Jako że LEDy i wszelkie przeróbki źródeł światła są ostatnio na czasie, postanowiłem pokazać moją przeróbkę lampki nocnej, mimo że nie jest to projekt bardzo poważny i zaawansowany - może kogoś natchnie.
Całość powstała z potrzeby chwili - lampka pochodzi z pewnego marketu i była w niej zainstalowana LED-ówka 2.3W - "najmniejsza" osiągalna w tym samym markecie. W praktyce okazało się, że daje zdecydowanie za dużo światła do snu - nie było to komfortowe ani dla malucha (nad łóżeczkiem którego bezpośrednio lampka wisi), ani dla rodziców. Na szybko spróbowałem podłączyć ją przez ściemniacz w formie przedłużacza-przejściówki, który został po starej lampie i... ups. Nie przeczytałem na opakowaniu żarówki, że nie nadaje się do pracy ze ściemniaczami.

Dlatego powstało to, co widać na zdjęciach:
- Dwa LEDy 1W białe ciepłe, Imax 350mA (podobno) połączone szeregowo. Miałem "w szufladzie" kilka sztuk 3W, ale niestety białe zimne, kolor paskudny nawet po przejściu przez żółty plastik.
- Proste i sprawdzone już przeze mnie źródło prądowe na opampie i tranzystorze. Dodałem dodatkowo regulację Imax (peerek zaklejony termoklejem - żeby go przypadkiem nie ruszyć) i Imin. Prąd maksymalny ustawiony na 330mA, Imin na oko, żeby delikatnie lampka świeciła przy skręceniu regulacji na minimum.
- Zasilacz w postaci przetwornicy 12V 1A wybebeszonej z zasilacza produkcji Delta Electronics.
- Wyprowadzony na zewnątrz potencjometr. Gałki całej żółtej niestety nie miałem.
Pierwotnie obudowa lampki ostawała od ściany na kilka centymetrów - zapewniało to wentylację żarówce.
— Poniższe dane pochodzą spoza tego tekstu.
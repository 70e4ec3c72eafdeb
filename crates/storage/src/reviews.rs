use chrono::{DateTime, NaiveDate, Utc};
use finpulse_core::{ActionStatus, Money, ReviewError, WeeklyAction, WeeklyReview};
use sqlx::FromRow;

use crate::db::{parse_column, DbPool, StorageError};

#[derive(FromRow)]
struct ReviewRow {
    id: i64,
    week_start: NaiveDate,
    week_end: NaiveDate,
    snapshot: String,
    changes: Option<String>,
    action_type: String,
    action_title: String,
    action_detail: Option<String>,
    action_target_cents: Option<i64>,
    action_target_name: Option<String>,
    action_status: String,
    action_completed_at: Option<DateTime<Utc>>,
    created_at: DateTime<Utc>,
}

impl TryFrom<ReviewRow> for WeeklyReview {
    type Error = StorageError;

    fn try_from(row: ReviewRow) -> Result<Self, Self::Error> {
        let changes = match row.changes {
            Some(json) => Some(serde_json::from_str(&json)?),
            None => None,
        };
        Ok(WeeklyReview {
            id: Some(row.id),
            week_start: row.week_start,
            week_end: row.week_end,
            snapshot: serde_json::from_str(&row.snapshot)?,
            changes,
            action: WeeklyAction {
                kind: parse_column("action_type", &row.action_type)?,
                title: row.action_title,
                detail: row.action_detail,
                target_amount: row.action_target_cents.map(Money::from_cents),
                target_name: row.action_target_name,
                status: parse_column("action_status", &row.action_status)?,
                completed_at: row.action_completed_at,
            },
            created_at: Some(row.created_at),
        })
    }
}

const REVIEW_COLUMNS: &str = "id, week_start, week_end, snapshot, changes, action_type, \
     action_title, action_detail, action_target_cents, action_target_name, action_status, \
     action_completed_at, created_at";

pub async fn get_review(pool: &DbPool, id: i64) -> Result<WeeklyReview, StorageError> {
    let row: Option<ReviewRow> =
        sqlx::query_as(&format!("SELECT {REVIEW_COLUMNS} FROM weekly_reviews WHERE id = ?"))
            .bind(id)
            .fetch_optional(pool)
            .await?;

    row.ok_or(StorageError::NotFound {
        entity: "weekly review",
        id,
    })?
    .try_into()
}

pub async fn get_review_for_week(
    pool: &DbPool,
    week_start: NaiveDate,
) -> Result<Option<WeeklyReview>, StorageError> {
    let row: Option<ReviewRow> = sqlx::query_as(&format!(
        "SELECT {REVIEW_COLUMNS} FROM weekly_reviews WHERE week_start = ?"
    ))
    .bind(week_start)
    .fetch_optional(pool)
    .await?;

    row.map(WeeklyReview::try_from).transpose()
}

/// Stores `review` unless its week already has one, and returns whichever
/// review the week ends up with. Two callers racing on the same week both get
/// the winner's row.
pub async fn insert_review(pool: &DbPool, review: &WeeklyReview) -> Result<WeeklyReview, StorageError> {
    let snapshot = serde_json::to_string(&review.snapshot)?;
    let changes = review
        .changes
        .as_ref()
        .map(serde_json::to_string)
        .transpose()?;
    let action = &review.action;

    let result = sqlx::query(
        "INSERT INTO weekly_reviews
         (week_start, week_end, snapshot, changes, action_type, action_title, action_detail,
          action_target_cents, action_target_name, action_status, action_completed_at, created_at)
         VALUES (?, ?, ?, ?, ?, ?, ?, ?, ?, ?, ?, ?)
         ON CONFLICT(week_start) DO NOTHING",
    )
    .bind(review.week_start)
    .bind(review.week_end)
    .bind(snapshot)
    .bind(changes)
    .bind(action.kind.as_str())
    .bind(&action.title)
    .bind(&action.detail)
    .bind(action.target_amount.map(Money::to_cents))
    .bind(&action.target_name)
    .bind(action.status.as_str())
    .bind(action.completed_at)
    .bind(Utc::now())
    .execute(pool)
    .await?;

    if result.rows_affected() == 0 {
        tracing::debug!(week_start = %review.week_start, "Review already stored for week");
    }

    get_review_for_week(pool, review.week_start)
        .await?
        .ok_or(StorageError::ReviewMissing {
            week_start: review.week_start,
        })
}

/// Most recent `limit` reviews, newest first.
pub async fn list_reviews(pool: &DbPool, limit: u32) -> Result<Vec<WeeklyReview>, StorageError> {
    let rows: Vec<ReviewRow> = sqlx::query_as(&format!(
        "SELECT {REVIEW_COLUMNS} FROM weekly_reviews ORDER BY week_start DESC LIMIT ?"
    ))
    .bind(i64::from(limit))
    .fetch_all(pool)
    .await?;

    rows.into_iter().map(WeeklyReview::try_from).collect()
}

/// Up to `limit` reviews for weeks starting before `week_start`, newest first.
pub async fn list_reviews_before(
    pool: &DbPool,
    week_start: NaiveDate,
    limit: u32,
) -> Result<Vec<WeeklyReview>, StorageError> {
    let rows: Vec<ReviewRow> = sqlx::query_as(&format!(
        "SELECT {REVIEW_COLUMNS} FROM weekly_reviews
         WHERE week_start < ?
         ORDER BY week_start DESC LIMIT ?"
    ))
    .bind(week_start)
    .bind(i64::from(limit))
    .fetch_all(pool)
    .await?;

    rows.into_iter().map(WeeklyReview::try_from).collect()
}

/// Completes or skips the action of review `id`.
///
/// The update only matches a pending row, so of two concurrent calls exactly
/// one succeeds and the other sees `AlreadyResolved`.
pub async fn resolve_action(
    pool: &DbPool,
    id: i64,
    status: ActionStatus,
    at: DateTime<Utc>,
) -> Result<WeeklyReview, StorageError> {
    let mut review = get_review(pool, id).await?;
    review.action.resolve(status, at)?;

    let result = sqlx::query(
        "UPDATE weekly_reviews
         SET action_status = ?, action_completed_at = ?
         WHERE id = ? AND action_status = 'pending'",
    )
    .bind(status.as_str())
    .bind(at)
    .bind(id)
    .execute(pool)
    .await?;

    if result.rows_affected() == 0 {
        let current = get_review(pool, id).await?;
        return Err(ReviewError::AlreadyResolved(current.action.status).into());
    }

    get_review(pool, id).await
}
//! Gemini REST client
//!
//! Implements both `RuleLookup` (grounded search, temperature 0.1) and
//! `NarrativeGenerator` (plain generation) over `models/{model}:generateContent`.
//! Successful lookups are cached per country for the life of the client.

use async_trait::async_trait;
use parking_lot::RwLock;
use std::collections::HashMap;
use std::time::Duration;

use lead_audit_config::Settings;
use lead_audit_core::{
    AnalysisStats, Error, NarrativeGenerator, PhoneFormatSearchResult, ProcessedLead, Result,
    RuleLookup,
};

use crate::parse::parse_lookup_response;
use crate::prompts::{lookup_prompt, narrative_prompt};
use crate::wire::{GenerateContentRequest, GenerateContentResponse};

const API_KEY_HEADER: &str = "x-goog-api-key";

/// Client configuration
#[derive(Debug, Clone)]
pub struct GeminiConfig {
    /// Base URL, e.g. `https://generativelanguage.googleapis.com/v1beta`
    pub endpoint: String,
    pub lookup_model: String,
    pub narrative_model: String,
    /// Name of the variable the key was read from, for error messages
    pub api_key_env: String,
    pub api_key: Option<String>,
    pub temperature: f32,
    pub max_sources: usize,
    pub sample_limit: usize,
    /// Upper bound for any single HTTP request
    pub request_timeout: Duration,
}

impl GeminiConfig {
    pub fn from_settings(settings: &Settings) -> Self {
        Self {
            endpoint: settings.lookup.endpoint.trim_end_matches('/').to_string(),
            lookup_model: settings.lookup.model.clone(),
            narrative_model: settings.narrative.model.clone(),
            api_key_env: settings.lookup.api_key_env.clone(),
            api_key: settings.lookup.api_key(),
            temperature: settings.lookup.temperature,
            max_sources: settings.lookup.max_sources,
            sample_limit: settings.narrative.sample_limit,
            request_timeout: settings
                .lookup
                .timeout()
                .max(settings.narrative.timeout()),
        }
    }

    pub fn with_api_key(mut self, key: impl Into<String>) -> Self {
        self.api_key = Some(key.into());
        self
    }

    fn generate_url(&self, model: &str) -> String {
        format!("{}/models/{}:generateContent", self.endpoint, model)
    }
}

impl Default for GeminiConfig {
    fn default() -> Self {
        Self::from_settings(&Settings::default())
    }
}

pub struct GeminiClient {
    http: reqwest::Client,
    config: GeminiConfig,
    cache: RwLock<HashMap<String, PhoneFormatSearchResult>>,
}

impl GeminiClient {
    pub fn new(config: GeminiConfig) -> Result<Self> {
        let http = reqwest::Client::builder()
            .timeout(config.request_timeout)
            .build()
            .map_err(|e| Error::Http(e.to_string()))?;

        if config.api_key.is_none() {
            tracing::warn!(
                env = %config.api_key_env,
                "No API key configured, remote calls will fail and fall back"
            );
        }

        Ok(Self {
            http,
            config,
            cache: RwLock::new(HashMap::new()),
        })
    }

    pub fn config(&self) -> &GeminiConfig {
        &self.config
    }

    fn api_key(&self) -> Result<&str> {
        self.config
            .api_key
            .as_deref()
            .ok_or_else(|| {
                Error::MissingCredentials(format!("{} is not set", self.config.api_key_env))
            })
    }

    async fn generate_content(
        &self,
        model: &str,
        request: &GenerateContentRequest,
    ) -> Result<GenerateContentResponse> {
        let key = self.api_key()?;
        let url = self.config.generate_url(model);

        tracing::debug!(model = %model, "Sending generateContent request");

        let response = self
            .http
            .post(&url)
            .header(API_KEY_HEADER, key)
            .json(request)
            .send()
            .await
            .map_err(|e| Error::Http(e.to_string()))?;

        let status = response.status();
        if !status.is_success() {
            let body = response.text().await.unwrap_or_default();
            return Err(Error::Http(format!(
                "{} returned {}: {}",
                model,
                status,
                body.chars().take(200).collect::<String>()
            )));
        }

        response
            .json::<GenerateContentResponse>()
            .await
            .map_err(|e| Error::Http(e.to_string()))
    }
}

#[async_trait]
impl RuleLookup for GeminiClient {
    async fn lookup(&self, country_name: &str) -> Result<Option<PhoneFormatSearchResult>> {
        let key = country_name.trim().to_lowercase();
        let cached = self.cache.read().get(&key).cloned();
        if let Some(cached) = cached {
            tracing::trace!(country = %country_name, "Lookup cache hit");
            return Ok(Some(cached));
        }

        let request = GenerateContentRequest::user_text(lookup_prompt(country_name))
            .with_search()
            .with_temperature(self.config.temperature);

        let response = self
            .generate_content(&self.config.lookup_model, &request)
            .await
            .map_err(|e| match e {
                Error::Http(msg) => Error::Lookup(msg),
                other => other,
            })?;

        let result = parse_lookup_response(
            &response.text(),
            response.grounding_chunks(),
            country_name,
            self.config.max_sources,
        );

        match &result {
            Some(found) => {
                tracing::debug!(
                    country = %country_name,
                    sources = found.sources.len(),
                    "Lookup returned a candidate pattern"
                );
                self.cache.write().insert(key, found.clone());
            }
            None => tracing::debug!(country = %country_name, "Lookup answer had no pattern block"),
        }

        Ok(result)
    }

    fn name(&self) -> &str {
        "gemini-search"
    }
}

#[async_trait]
impl NarrativeGenerator for GeminiClient {
    async fn generate(
        &self,
        stats: &AnalysisStats,
        country_name: &str,
        sample: &[ProcessedLead],
    ) -> Result<String> {
        let prompt = narrative_prompt(stats, country_name, sample, self.config.sample_limit);
        let request = GenerateContentRequest::user_text(prompt);

        let response = self
            .generate_content(&self.config.narrative_model, &request)
            .await
            .map_err(|e| match e {
                Error::Http(msg) => Error::Narrative(msg),
                other => other,
            })?;

        Ok(response.text())
    }
}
Skróciłem jej wsporniki tak, by była dociśnięta do ściany - teraz nawet najmniejsze paluszki się tam nie zmieszczą, choćby nie wiem jak próbowały, nie dopchają się do przetwornicy.


Całość powstała w jedno popołudnie, w przerwach między przewijaniem i karmieniem.








Nie ma tu markowych diod, drivera o wysokiej sprawności, super chłodzenia. Są płytki uniwersalne, "analogowe" zasilanie z grzejącym się tranzystorem i trochę termogluta.